**Task goal**.
Retype exactly, and only, the lines from the one that contains "pub struct EthernetConnection" through the final line of the entries.

**Material for this task**.
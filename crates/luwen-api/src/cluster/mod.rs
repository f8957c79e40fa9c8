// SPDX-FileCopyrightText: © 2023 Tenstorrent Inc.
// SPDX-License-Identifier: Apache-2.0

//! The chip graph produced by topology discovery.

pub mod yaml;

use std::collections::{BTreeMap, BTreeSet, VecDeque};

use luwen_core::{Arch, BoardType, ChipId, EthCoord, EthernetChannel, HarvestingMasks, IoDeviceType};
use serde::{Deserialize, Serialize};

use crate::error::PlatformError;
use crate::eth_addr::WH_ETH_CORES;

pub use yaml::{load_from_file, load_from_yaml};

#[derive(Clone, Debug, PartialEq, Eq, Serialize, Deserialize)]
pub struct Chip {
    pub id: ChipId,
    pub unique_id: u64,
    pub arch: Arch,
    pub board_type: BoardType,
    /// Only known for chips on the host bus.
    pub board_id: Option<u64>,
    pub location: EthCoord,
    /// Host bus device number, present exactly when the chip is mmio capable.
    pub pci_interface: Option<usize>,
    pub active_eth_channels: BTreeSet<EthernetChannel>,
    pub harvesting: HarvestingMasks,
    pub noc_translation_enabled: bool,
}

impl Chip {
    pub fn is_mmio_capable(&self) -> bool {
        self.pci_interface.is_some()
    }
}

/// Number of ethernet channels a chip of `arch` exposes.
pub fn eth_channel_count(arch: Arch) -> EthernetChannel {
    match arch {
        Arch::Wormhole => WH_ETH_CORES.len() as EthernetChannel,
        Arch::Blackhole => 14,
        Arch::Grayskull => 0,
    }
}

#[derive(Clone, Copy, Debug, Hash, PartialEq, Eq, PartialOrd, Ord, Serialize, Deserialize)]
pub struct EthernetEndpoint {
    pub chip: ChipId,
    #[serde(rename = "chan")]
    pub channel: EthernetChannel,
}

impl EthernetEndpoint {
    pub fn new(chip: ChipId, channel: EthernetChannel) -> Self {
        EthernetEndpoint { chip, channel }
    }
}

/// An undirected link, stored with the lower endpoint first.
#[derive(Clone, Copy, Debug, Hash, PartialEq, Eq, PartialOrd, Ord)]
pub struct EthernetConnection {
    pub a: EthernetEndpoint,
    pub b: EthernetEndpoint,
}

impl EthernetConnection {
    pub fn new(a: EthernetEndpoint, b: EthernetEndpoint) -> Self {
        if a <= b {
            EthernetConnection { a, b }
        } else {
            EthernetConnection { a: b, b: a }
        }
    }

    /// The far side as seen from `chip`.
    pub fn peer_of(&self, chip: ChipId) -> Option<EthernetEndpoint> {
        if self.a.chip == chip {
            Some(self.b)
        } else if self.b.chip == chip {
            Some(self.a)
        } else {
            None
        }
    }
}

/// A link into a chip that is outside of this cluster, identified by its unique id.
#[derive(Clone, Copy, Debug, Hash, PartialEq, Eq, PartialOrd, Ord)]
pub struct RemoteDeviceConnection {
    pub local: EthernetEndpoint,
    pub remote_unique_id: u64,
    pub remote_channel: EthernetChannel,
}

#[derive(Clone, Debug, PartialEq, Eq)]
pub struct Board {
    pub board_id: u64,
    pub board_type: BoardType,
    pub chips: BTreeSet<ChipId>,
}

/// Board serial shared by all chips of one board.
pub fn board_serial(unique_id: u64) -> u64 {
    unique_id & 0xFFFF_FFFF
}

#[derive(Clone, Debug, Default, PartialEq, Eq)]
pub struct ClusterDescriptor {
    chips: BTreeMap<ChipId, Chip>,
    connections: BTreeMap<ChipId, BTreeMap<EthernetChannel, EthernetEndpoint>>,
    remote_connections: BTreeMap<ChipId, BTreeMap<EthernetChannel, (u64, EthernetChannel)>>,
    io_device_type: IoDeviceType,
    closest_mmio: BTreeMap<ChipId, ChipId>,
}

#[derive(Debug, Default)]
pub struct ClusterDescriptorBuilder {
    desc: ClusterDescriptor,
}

**Completed task**.
pub struct EthernetConnection {
    pub a: EthernetEndpoint,
    pub b: EthernetEndpoint,
}

impl EthernetConnection {
    pub fn new(a: EthernetEndpoint, b: EthernetEndpoint) -> Self {
        if a <= b {
            EthernetConnection { a, b }
        } else {
            EthernetConnection { a: b, b: a }
        }
    }

    /// The far side as seen from `chip`.
    pub fn peer_of(&self, chip: ChipId) -> Option<EthernetEndpoint> {
        if self.a.chip == chip {
            Some(self.b)
        } else if self.b.chip == chip {
            Some(self.a)
        } else {
            None
        }
    }
}

/// A link into a chip that is outside of this cluster, identified by its unique id.
#[derive(Clone, Copy, Debug, Hash, PartialEq, Eq, PartialOrd, Ord)]
pub struct RemoteDeviceConnection {
    pub local: EthernetEndpoint,
    pub remote_unique_id: u64,
    pub remote_channel: EthernetChannel,
}

#[derive(Clone, Debug, PartialEq, Eq)]
pub struct Board {
    pub board_id: u64,
    pub board_type: BoardType,
    pub chips: BTreeSet<ChipId>,
}

/// Board serial shared by all chips of one board.
pub fn board_serial(unique_id: u64) -> u64 {
    unique_id & 0xFFFF_FFFF
}

#[derive(Clone, Debug, Default, PartialEq, Eq)]
pub struct ClusterDescriptor {
    chips: BTreeMap<ChipId, Chip>,
    connections: BTreeMap<ChipId, BTreeMap<EthernetChannel, EthernetEndpoint>>,
    remote_connections: BTreeMap<ChipId, BTreeMap<EthernetChannel, (u64, EthernetChannel)>>,
    io_device_type: IoDeviceType,
    closest_mmio: BTreeMap<ChipId, ChipId>,
}

#[derive(Debug, Default)]
pub struct ClusterDescriptorBuilder {
    desc: ClusterDescriptor,
}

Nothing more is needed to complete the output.